SECONDARY OBJECTIVES:
I. To provide preliminary efficacy data for the combination of alisertib and osimertinib in metastatic EGFR-mutant lung cancer patients who have progressed on osimertinib monotherapy.
II. To determine whether pre-treatment Targeting Protein for XKlp2 (TPX2) positivity by immunohistochemistry (IHC) correlates with response to alisertib + osimertinib combination therapy.
III. To evaluate the pharmacokinetics of alisertib in combination with osimertinib.
IV. To evaluate the central nervous system (CNS) response rate of alisertib + osimertinib.
V. To provide preliminary efficacy data for the combination of alisertib and osimertinib in metastatic EGFR-mutant lung cancer patients without known TP53 tumor genomic alterations who have progressed on osimertinib monotherapy.
EXPLORATORY (CORRELATIVE) OBJECTIVES:
I. To identify tumor co-occurring genomic alterations that correlate with response to alisertib + osimertinib treatment.
II. To determine whether phosphorylated (phospho)-aurora kinase A (AURKA) levels correlate with response to alisertib + osimertinib treatment.

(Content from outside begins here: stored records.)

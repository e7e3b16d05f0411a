use crate::a2a::{Task, TaskError, TaskEvent};
use chrono::{DateTime, Utc};
use dashmap::mapref::entry::Entry;
use dashmap::DashMap;
use parking_lot::Mutex;
use serde::Serialize;
use std::collections::VecDeque;

/// Terminal tasks kept around for `tasks/get` before the oldest is dropped
pub const DEFAULT_MAX_TERMINAL_TASKS: usize = 200;

/// In-memory task store for one executor.
///
/// Live tasks are never evicted. Terminal tasks are retained in completion
/// order and the oldest is dropped once more than `max_terminal` exist.
pub struct InMemoryTaskStore {
    tasks: DashMap<String, Task>,
    terminal_order: Mutex<VecDeque<String>>,
    max_terminal: usize,
}

impl InMemoryTaskStore {
    pub fn new() -> Self {
        Self::with_capacity(DEFAULT_MAX_TERMINAL_TASKS)
    }

    pub fn with_capacity(max_terminal: usize) -> Self {
        Self {
            tasks: DashMap::new(),
            terminal_order: Mutex::new(VecDeque::new()),
            max_terminal: max_terminal.max(1),
        }
    }

    /// Register a task in the `submitted` state.
    ///
    /// Returns `Ok(true)` when the task is new and `Ok(false)` when a live
    /// task with the same id already exists. A finished task id cannot be
    /// reused.
    pub fn create(&self, task_id: &str, context_id: &str) -> Result<bool, TaskError> {
        match self.tasks.entry(task_id.to_string()) {
            Entry::Occupied(existing) if existing.get().state.is_terminal() => {
                Err(TaskError::InvalidParams(format!(
                    "task {} already finished as {}",
                    task_id,
                    existing.get().state
                )))
            }
            Entry::Occupied(_) => Ok(false),
            Entry::Vacant(slot) => {
                slot.insert(Task::new(task_id, context_id));
                Ok(true)
            }
        }
    }

    pub fn apply(&self, task_id: &str, event: &TaskEvent) -> Result<(), TaskError> {
        let finished = {
            let mut task = self
                .tasks
                .get_mut(task_id)
                .ok_or_else(|| TaskError::TaskNotFound(task_id.to_string()))?;
            task.apply(event)?;
            task.state.is_terminal()
        };

        if finished {
            self.retire(task_id);
        }
        Ok(())
    }

    pub fn get(&self, task_id: &str) -> Option<Task> {
        self.tasks.get(task_id).map(|t| t.clone())
    }

    pub fn len(&self) -> usize {
        self.tasks.len()
    }

    pub fn is_empty(&self) -> bool {
        self.tasks.is_empty()
    }

    fn retire(&self, task_id: &str) {
        let evicted: Vec<String> = {
            let mut order = self.terminal_order.lock();
            order.push_back(task_id.to_string());
            let excess = order.len().saturating_sub(self.max_terminal);
            order.drain(..excess).collect()
        };
        for id in evicted {
            self.tasks.remove(&id);
            log::debug!("[EXECUTOR] Evicted finished task {}", id);
        }
    }
}

impl Default for InMemoryTaskStore {
    fn default() -> Self {
        Self::new()
    }
}

/// Per-conversation bookkeeping
#[derive(Debug, Clone, Serialize)]
pub struct SessionData {
    pub context_id: String,
    pub query_count: u32,
    pub last_query: String,
    pub updated_at: DateTime<Utc>,
}

/// Per-context sessions kept before the least recently used is dropped
pub const DEFAULT_MAX_SESSIONS: usize = 200;

pub struct SessionStore {
    sessions: DashMap<String, SessionData>,
    recent: Mutex<VecDeque<String>>,
    max_sessions: usize,
}

impl SessionStore {
    pub fn new() -> Self {
        Self::with_capacity(DEFAULT_MAX_SESSIONS)
    }

    pub fn with_capacity(max_sessions: usize) -> Self {
        Self {
            sessions: DashMap::new(),
            recent: Mutex::new(VecDeque::new()),
            max_sessions: max_sessions.max(1),
        }
    }

    pub fn record_query(&self, context_id: &str, query: &str) -> SessionData {
        let data = {
            let mut entry = self
                .sessions
                .entry(context_id.to_string())
                .or_insert_with(|| SessionData {
                    context_id: context_id.to_string(),
                    query_count: 0,
                    last_query: String::new(),
                    updated_at: Utc::now(),
                });
            entry.query_count += 1;
            entry.last_query = query.to_string();
            entry.updated_at = Utc::now();
            entry.clone()
        };

        let evicted: Vec<String> = {
            let mut recent = self.recent.lock();
            recent.retain(|id| id != context_id);
            recent.push_back(context_id.to_string());
            let excess = recent.len().saturating_sub(self.max_sessions);
            recent.drain(..excess).collect()
        };
        for id in evicted {
            self.sessions.remove(&id);
            log::debug!("[EXECUTOR] Dropped idle session {}", id);
        }
        data
    }

    pub fn get(&self, context_id: &str) -> Option<SessionData> {
        self.sessions.get(context_id).map(|s| s.clone())
    }

    pub fn len(&self) -> usize {
        self.sessions.len()
    }

    pub fn is_empty(&self) -> bool {
        self.sessions.is_empty()
    }
}

impl Default for SessionStore {
    fn default() -> Self {
        Self::new()
    }
}
//! Remote shopper agent
//!
//! Serves one agent (chosen by `AGENT_KIND`) behind its card and JSON-RPC
//! task route. Set `AGENT_OFFLINE=1` to answer with an echo instead of the LLM.
//!
//! Usage:
//!   AGENT_KIND=price_tracker AGENT_PORT=10001 cargo run --bin agent_server

use actix_cors::Cors;
use actix_web::{middleware::Logger, web, App, HttpServer};
use dotenv::dotenv;
use std::env;
use std::sync::Arc;

use shopper_backend::capabilities::{Capability, ScriptedCapability};
use shopper_backend::config::AgentServerConfig;
use shopper_backend::server::{self, AgentServerState};

fn other_error(e: impl std::fmt::Display) -> std::io::Error {
    std::io::Error::other(e.to_string())
}

#[actix_web::main]
async fn main() -> std::io::Result<()> {
    dotenv().ok();
    env_logger::init();

    let config = AgentServerConfig::from_env().map_err(other_error)?;
    let kind = config.kind;
    let offline = matches!(env::var("AGENT_OFFLINE").as_deref(), Ok("1") | Ok("true"));

    let capability: Arc<dyn Capability> = if offline {
        log::warn!("[AGENT_SERVER] {} running offline, replies are echoes", kind.identity());
        Arc::new(
            ScriptedCapability::echoing(format!("[{}] ", kind.identity()))
                .with_processing_message(kind.processing_message()),
        )
    } else {
        Arc::new(kind.llm_capability(&config.llm).map_err(other_error)?)
    };

    let state = web::Data::new(AgentServerState::for_kind(
        kind,
        &config.host,
        config.port,
        capability,
    ));
    log::info!(
        "[AGENT_SERVER] Starting {} at {} (streaming: {})",
        state.card.name,
        state.card.url,
        state.card.capabilities.streaming
    );

    HttpServer::new(move || {
        App::new()
            .app_data(state.clone())
            .wrap(Logger::default())
            .wrap(Cors::permissive())
            .configure(server::config)
    })
    .bind(("0.0.0.0", config.port))?
    .run()
    .await
}
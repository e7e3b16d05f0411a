//! Orchestration graph: sequential stages and parallel groups of agents
//!
//! Each stage's successful outputs are merged with the user query and fed
//! forward as the next stage's input.

pub mod graph;
pub mod identity;
pub mod invoker;
pub mod runner;

pub use graph::{AgentRef, GraphBuilder, GraphError, OrchestrationGraph, Stage};
pub use identity::AgentIdentity;
pub use invoker::{AgentInvoker, LocalAgent, RemoteAgent};
pub use runner::{compose_stage_input, DelegateEvent, OrchestrationEvent, Orchestrator, StageOutput};
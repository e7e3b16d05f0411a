//! Personal shopper backend
//!
//! Remote agents answer narrow questions behind JSON-RPC task endpoints; the
//! orchestrator runs them as a graph of sequential and parallel stages and
//! merges their outputs into one recommendation.

pub mod a2a;
pub mod agents;
pub mod capabilities;
pub mod client;
pub mod config;
pub mod context;
pub mod controllers;
pub mod delegation;
pub mod executor;
pub mod gateway;
pub mod orchestration;
pub mod server;

use config::Config;
use gateway::Gateway;
use std::sync::Arc;

/// Orchestrator state shared by the front-end controllers
pub struct AppState {
    pub config: Config,
    pub gateway: Arc<Gateway>,
}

III. To determine whether tumor nuclear factor kappa B (NF-κB) activity correlates with response to alisertib + osimertinib treatment.
IV. To evaluate for changes in circulating tumor deoxyribonucleic acid (ctDNA) during treatment with combination alisertib + osimertinib.
V. To identify mechanisms of resistance to alisertib + osimertinib.
VI. Safety in East Asian vs. Non-East Asian population.
VII. Pharmacokinetics in East Asian vs. Non-East Asian.
OUTLINE: This is a dose-escalation study of alisertib.
Patients receive alisertib orally (PO) twice daily (BID) on days 1-3, 8-10, and 15-17. Patients also receive osimertinib PO once daily (QD) on days 1-28. Cycles repeat every 28 days the absence of clinical benefit, intolerance, or other contraindication to study treatment..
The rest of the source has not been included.